In our work, we consider this method as a systematic approach to the development of readiness to work independently, acquiring the necessary skills and further improving them, which is the purpose of this research.
Investigating the inverted class model, Tikhonova (2018) emphasizes the existence of several forms of inverted learning at the present time. The classical model of inverted learning involves first familiarizing the student with the theoretical material of the upcoming lesson. Materials for preparation can be given in the form of a reference summary of lectures or a paragraph of a textbook, as well as in the form of slides, video and audio documents. In the classroom, the teacher organizes a discussion of the studied material, explains difficult points, answers questions, and uses interactive teaching methods. The next model of inverted learning, conventionally called "advanced", also includes two stages-extracurricular and classroom, and involves a gradual complication of the level of tasks and expansion of activities. During the preliminary training, students independently search for information on a given topic, read articles, watch videos, in mini-groups or individually prepare abstracts that they will present in the audience, questions for debates or round tables. The third model, the system or combined model of the inverted class, implies a combination of the first two models. The essence of this model is not to change the place of performance of a certain type of activity, but to rearrange the key components of the educational process (Tikhonova, 2018).

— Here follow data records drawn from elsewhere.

//! Human-readable dump of a graph for log output.
//!
//! Not a stable format. A DAG is printed in topological order, one line per
//! vertex listing the vertices that point at it:
//!
//! ```text
//! a -> { }
//! b -> { a }
//! c -> { a, b }
//! ```
//!
//! A graph with a cycle prints `Not-a-DAG` followed by one label per line.

use std::fmt::Write as _;

use crate::graph::{Adjacency, PropertyGraph, VertexId};

impl<V, E> PropertyGraph<V, E> {
    /// Render the graph, labelling each vertex with `label`.
    pub fn render<F>(&self, mut label: F) -> String
    where
        F: FnMut(VertexId, &V) -> String,
    {
        let mut text = |v: VertexId| {
            self.properties(v)
                .map_or_else(|| v.to_string(), |props| label(v, props))
        };

        let mut out = String::new();
        let topo = self.topological_sort();
        if topo.is_empty() && !self.is_empty() {
            out.push_str("Not-a-DAG\n");
            for v in self.vertices() {
                let _ = writeln!(out, "{}", text(v));
            }
            return out;
        }

        for target in topo {
            let sources: Vec<String> = self
                .adjacent_vertices(target, Adjacency::Inbound)
                .into_iter()
                .map(&mut text)
                .collect();
            let head = text(target);
            if sources.is_empty() {
                let _ = writeln!(out, "{head} -> {{ }}");
            } else {
                let _ = writeln!(out, "{head} -> {{ {} }}", sources.join(", "));
            }
        }
        out
    }
}
//! Warehouse snapshot: the location records plus the container ledger.

use serde::{Deserialize, Serialize};

use slotwise_core::{DomainError, DomainResult, LocationCode, find_duplicate_id};

use crate::ledger::{ContainerLedger, LedgerDiscrepancy};
use crate::location::Location;

/// Everything both engine algorithms read and produce.
#[derive(Debug, Clone, Default, PartialEq, Eq, Serialize, Deserialize)]
#[serde(rename_all = "camelCase")]
pub struct WarehouseSnapshot {
    pub locations: Vec<Location>,
    #[serde(default, rename = "containerLedger")]
    pub ledger: ContainerLedger,
}

impl WarehouseSnapshot {
    pub fn new(locations: Vec<Location>) -> Self {
        Self {
            locations,
            ledger: ContainerLedger::new(),
        }
    }

    pub fn with_ledger(mut self, ledger: ContainerLedger) -> Self {
        self.ledger = ledger;
        self
    }

    /// Reject snapshots the engine cannot key by location code.
    pub fn validate(&self) -> DomainResult<()> {
        if let Some(code) = find_duplicate_id(&self.locations) {
            return Err(DomainError::conflict(format!("duplicate location code {code}")));
        }
        self.locations.iter().try_for_each(Location::validate)
    }

    pub fn location(&self, code: &str) -> Option<&Location> {
        self.locations.iter().find(|loc| loc.code.as_str() == code)
    }

    /// Locations above their capacity, with the excess.
    pub fn over_capacity(&self) -> Vec<(LocationCode, u32)> {
        self.locations
            .iter()
            .filter_map(|loc| loc.overflow().map(|excess| (loc.code.clone(), excess)))
            .collect()
    }

    pub fn ledger_discrepancies(&self) -> Vec<LedgerDiscrepancy> {
        self.ledger.check_consistency(&self.locations)
    }
}
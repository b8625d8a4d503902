//! Audit-log lines produced by allocation and reconciliation runs.

use chrono::{DateTime, Utc};
use serde::{Deserialize, Serialize};

use slotwise_core::{ContainerId, LocationCode};

#[derive(Debug, Clone, Copy, PartialEq, Eq, Serialize, Deserialize)]
#[serde(rename_all = "snake_case")]
pub enum AuditKind {
    LineAssigned,
    LineUnassigned,
    LineRejected,
    OutboundDeducted,
    OutboundSkipped,
}

impl AuditKind {
    /// Stable name used by log shippers and the operations dashboard.
    pub fn event_type(&self) -> &'static str {
        match self {
            AuditKind::LineAssigned => "slotting.line.assigned",
            AuditKind::LineUnassigned => "slotting.line.unassigned",
            AuditKind::LineRejected => "slotting.line.rejected",
            AuditKind::OutboundDeducted => "outbound.line.deducted",
            AuditKind::OutboundSkipped => "outbound.line.skipped",
        }
    }
}

/// One audit-log line. Timestamps come from the caller.
#[derive(Debug, Clone, PartialEq, Eq, Serialize, Deserialize)]
pub struct AuditEntry {
    pub occurred_at: DateTime<Utc>,
    pub kind: AuditKind,
    pub location: Option<LocationCode>,
    pub destination: String,
    pub container_id: Option<ContainerId>,
    pub pallets: u32,
    pub cartons: u32,
    pub note: Option<String>,
}

impl AuditEntry {
    pub fn new(occurred_at: DateTime<Utc>, kind: AuditKind, destination: impl Into<String>) -> Self {
        Self {
            occurred_at,
            kind,
            location: None,
            destination: destination.into(),
            container_id: None,
            pallets: 0,
            cartons: 0,
            note: None,
        }
    }

    pub fn at(mut self, location: LocationCode) -> Self {
        self.location = Some(location);
        self
    }

    pub fn quantities(mut self, pallets: u32, cartons: u32) -> Self {
        self.pallets = pallets;
        self.cartons = cartons;
        self
    }

    pub fn container(mut self, container_id: Option<ContainerId>) -> Self {
        self.container_id = container_id;
        self
    }

    pub fn note(mut self, note: impl Into<String>) -> Self {
        self.note = Some(note.into());
        self
    }
}

impl core::fmt::Display for AuditEntry {
    fn fmt(&self, f: &mut core::fmt::Formatter<'_>) -> core::fmt::Result {
        write!(
            f,
            "{} {} location={} destination={} pallets={} cartons={}",
            self.occurred_at.to_rfc3339(),
            self.kind.event_type(),
            self.location.as_ref().map_or("-", LocationCode::as_str),
            self.destination,
            self.pallets,
            self.cartons,
        )?;
        if let Some(container) = &self.container_id {
            write!(f, " container={container}")?;
        }
        if let Some(note) = &self.note {
            write!(f, " note=\"{note}\"")?;
        }
        Ok(())
    }
}

#[cfg(test)]
mod tests {
    use super::*;
    use chrono::TimeZone;

    #[test]
    fn display_renders_one_log_line() {
        let at = Utc.with_ymd_and_hms(2026, 3, 1, 8, 30, 0).unwrap();
        let entry = AuditEntry::new(at, AuditKind::LineAssigned, "XLX7")
            .at(LocationCode::new("A02").unwrap())
            .quantities(3, 30)
            .container(ContainerId::new("MSKU1").ok());
        assert_eq!(
            entry.to_string(),
            "2026-03-01T08:30:00+00:00 slotting.line.assigned location=A02 destination=XLX7 pallets=3 cartons=30 container=MSKU1"
        );
    }

    #[test]
    fn skipped_rows_carry_their_reason() {
        let at = Utc.with_ymd_and_hms(2026, 3, 1, 8, 30, 0).unwrap();
        let entry = AuditEntry::new(at, AuditKind::OutboundSkipped, "").note("location is missing");
        assert!(entry.to_string().contains("outbound.line.skipped location=-"));
        assert!(entry.to_string().ends_with("note=\"location is missing\""));
    }
}
//! Outbound reconciliation: remove shipped stock from locations and the ledger.

use chrono::{DateTime, Utc};
use serde::Serialize;
use thiserror::Error;
use tracing::{debug, info, warn};

use slotwise_core::{ContainerId, LocationCode};

use crate::audit::{AuditEntry, AuditKind};
use crate::demand::OutboundLine;
use crate::ledger::{ContainerLedger, LedgerDeduction};
use crate::location::Location;
use crate::snapshot::WarehouseSnapshot;

/// Why an outbound row was not applied.
#[derive(Debug, Clone, PartialEq, Eq, Error, Serialize)]
#[serde(tag = "kind", rename_all = "snake_case")]
pub enum SkipReason {
    #[error("location is missing")]
    MissingLocation,

    #[error("destination is missing")]
    MissingDestination,

    #[error("pallet count must be positive (got {pallets})")]
    NonPositivePallets { pallets: i64 },

    #[error("location {location} does not exist")]
    UnknownLocation { location: String },

    #[error("location {location} does not store {destination}")]
    DestinationNotStored { location: String, destination: String },
}

#[derive(Debug, Clone, PartialEq, Eq, Serialize)]
pub struct SkippedLine {
    /// Zero-based position in the outbound batch.
    pub row: usize,
    pub reason: SkipReason,
}

/// One outbound row as applied.
#[derive(Debug, Clone, PartialEq, Eq, Serialize)]
pub struct AppliedDeduction {
    pub row: usize,
    pub location: LocationCode,
    /// The location's tag the row matched.
    pub destination: String,
    pub pallets: u32,
    pub cartons: u32,
    /// Location reached zero pallets and was cleared.
    pub emptied: bool,
    pub ledger: LedgerDeduction,
    /// The named container had no ledger entry for this destination.
    pub ledger_miss: bool,
    pub container_id: Option<ContainerId>,
}

#[derive(Debug, Clone, Default, PartialEq, Eq, Serialize)]
pub struct ReconciliationReport {
    pub pallets_deducted: u64,
    pub cartons_deducted: u64,
    pub applied: Vec<AppliedDeduction>,
    pub skipped: Vec<SkippedLine>,
}

impl ReconciliationReport {
    pub fn is_clean(&self) -> bool {
        self.skipped.is_empty()
    }

    /// One-line text for user notification.
    pub fn summary(&self) -> String {
        let mut text = format!(
            "deducted {} pallets / {} cartons over {} rows",
            self.pallets_deducted,
            self.cartons_deducted,
            self.applied.len()
        );
        if !self.skipped.is_empty() {
            let reasons: Vec<String> = self
                .skipped
                .iter()
                .map(|s| format!("row {}: {}", s.row + 1, s.reason))
                .collect();
            text.push_str(&format!("; skipped {} ({})", self.skipped.len(), reasons.join("; ")));
        }
        text
    }
}

/// Result of `reconcile_snapshot`.
#[derive(Debug, Clone, PartialEq, Eq)]
pub struct ReconcileOutcome {
    pub snapshot: WarehouseSnapshot,
    pub report: ReconciliationReport,
    pub audit: Vec<AuditEntry>,
}

/// Cartons leaving with `pallets`: explicit count if given, else the
/// proportional share `ceil(pallets / current_pallets * current_cartons)`.
fn carton_deduction(loc: &Location, pallets: u32, explicit: Option<i64>) -> u32 {
    match explicit {
        Some(cartons) if cartons >= 0 => {
            u32::try_from(cartons).unwrap_or(u32::MAX).min(loc.current_cartons)
        }
        _ if loc.current_pallets == 0 => 0,
        _ => {
            let share = (u64::from(pallets) * u64::from(loc.current_cartons))
                .div_ceil(u64::from(loc.current_pallets));
            u32::try_from(share).unwrap_or(u32::MAX).min(loc.current_cartons)
        }
    }
}

fn check_line(line: &OutboundLine) -> Result<u32, SkipReason> {
    if line.location.trim().is_empty() {
        return Err(SkipReason::MissingLocation);
    }
    if line.destination.trim().is_empty() {
        return Err(SkipReason::MissingDestination);
    }
    if line.pallets <= 0 {
        return Err(SkipReason::NonPositivePallets {
            pallets: line.pallets,
        });
    }
    Ok(u32::try_from(line.pallets).unwrap_or(u32::MAX))
}

fn apply_line(
    row: usize,
    line: &OutboundLine,
    locations: &mut [Location],
    ledger: &mut ContainerLedger,
) -> Result<AppliedDeduction, SkipReason> {
    let requested = check_line(line)?;
    let wanted_code = line.location.trim();

    let loc = locations
        .iter_mut()
        .find(|loc| loc.code.as_str() == wanted_code)
        .ok_or_else(|| SkipReason::UnknownLocation {
            location: wanted_code.to_string(),
        })?;

    let tag_idx = loc
        .matching_tag(&line.destination)
        .ok_or_else(|| SkipReason::DestinationNotStored {
            location: wanted_code.to_string(),
            destination: line.destination.trim().to_string(),
        })?;
    let tag = loc.destination_tags[tag_idx].clone();

    let pallets = requested.min(loc.current_pallets);
    let cartons = carton_deduction(loc, pallets, line.cartons);
    loc.current_pallets -= pallets;
    loc.current_cartons -= cartons;

    let emptied = loc.current_pallets == 0;
    if emptied {
        loc.remove_tag(&tag);
        let stale = loc.clear_if_empty();
        if !stale.is_empty() {
            warn!(location = %loc.code, ?stale, "cleared tags left on an empty location");
        }
    }

    let container_id = line.container();
    let (ledger_deduction, ledger_miss) = match &container_id {
        _ if pallets == 0 && cartons == 0 => (LedgerDeduction::default(), false),
        Some(container) => match ledger.deduct_container(&tag, container, pallets, cartons) {
            Some(deduction) => (deduction, false),
            None => {
                warn!(row, %container, destination = %tag, "container not in ledger; ledger unchanged");
                (LedgerDeduction::default(), true)
            }
        },
        None => (ledger.deduct_fifo(&tag, pallets, cartons), false),
    };

    debug!(row, location = %loc.code, destination = %tag, pallets, cartons, emptied, "outbound row applied");

    Ok(AppliedDeduction {
        row,
        location: loc.code.clone(),
        destination: tag,
        pallets,
        cartons,
        emptied,
        ledger: ledger_deduction,
        ledger_miss,
        container_id,
    })
}

/// Deduct shipped stock. Inputs are not modified; updated copies are returned.
///
/// Every deduction is clamped at the stock present, so re-applying a row that
/// was already applied cannot drive counters negative. Guarding against a
/// whole document being submitted twice is the caller's job.
#[tracing::instrument(skip_all, fields(lines = lines.len(), locations = locations.len()))]
pub fn reconcile(
    lines: &[OutboundLine],
    locations: &[Location],
    ledger: &ContainerLedger,
) -> (Vec<Location>, ContainerLedger, ReconciliationReport) {
    let mut locations = locations.to_vec();
    let mut ledger = ledger.clone();
    let mut report = ReconciliationReport::default();

    for (row, line) in lines.iter().enumerate() {
        match apply_line(row, line, &mut locations, &mut ledger) {
            Ok(applied) => {
                report.pallets_deducted += u64::from(applied.pallets);
                report.cartons_deducted += u64::from(applied.cartons);
                report.applied.push(applied);
            }
            Err(reason) => {
                warn!(row, %reason, "outbound row skipped");
                report.skipped.push(SkippedLine { row, reason });
            }
        }
    }

    info!(
        applied = report.applied.len(),
        skipped = report.skipped.len(),
        pallets = report.pallets_deducted,
        "outbound reconciliation finished"
    );
    (locations, ledger, report)
}

/// `reconcile` over a snapshot, with audit lines stamped `occurred_at`.
pub fn reconcile_snapshot(
    lines: &[OutboundLine],
    snapshot: &WarehouseSnapshot,
    occurred_at: DateTime<Utc>,
) -> ReconcileOutcome {
    let (locations, ledger, report) = reconcile(lines, &snapshot.locations, &snapshot.ledger);

    let mut audit: Vec<AuditEntry> = report
        .applied
        .iter()
        .map(|a| {
            let entry = AuditEntry::new(occurred_at, AuditKind::OutboundDeducted, a.destination.clone())
                .at(a.location.clone())
                .quantities(a.pallets, a.cartons)
                .container(a.container_id.clone());
            if a.ledger_miss {
                entry.note("container not found in ledger")
            } else if a.emptied {
                entry.note("location emptied")
            } else {
                entry
            }
        })
        .chain(report.skipped.iter().map(|s| {
            let line = &lines[s.row];
            AuditEntry::new(occurred_at, AuditKind::OutboundSkipped, line.destination.trim())
                .note(format!("row {}: {}", s.row + 1, s.reason))
        }))
        .collect();
    audit.sort_by_key(|entry| entry.kind == AuditKind::OutboundSkipped);

    ReconcileOutcome {
        snapshot: WarehouseSnapshot { locations, ledger },
        report,
        audit,
    }
}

The literature review shows that the scientists pay much attention to the organization of the educational process due to the “Flipped classroom” model, trying to answer various questions. In our investigation the questions we are to answer are linked to the formation of readiness of students of the master's program to conduct independent professional activity.
What is the peculiarity of the "Flipped classroom" model in the process of training in the master's program?
Introducing the mentioned above model in the Master’s program, we were sure that there must be peculiarities connected to the development of professional competency. Moreover, the Master’s level is the very suitable time to give learners work independently more than in the auditory to develop readiness of students of the master's program to conduct independent professional activity?
How many and what steps are involved in the educational process in the implementation of the model of "Flipped classroom"?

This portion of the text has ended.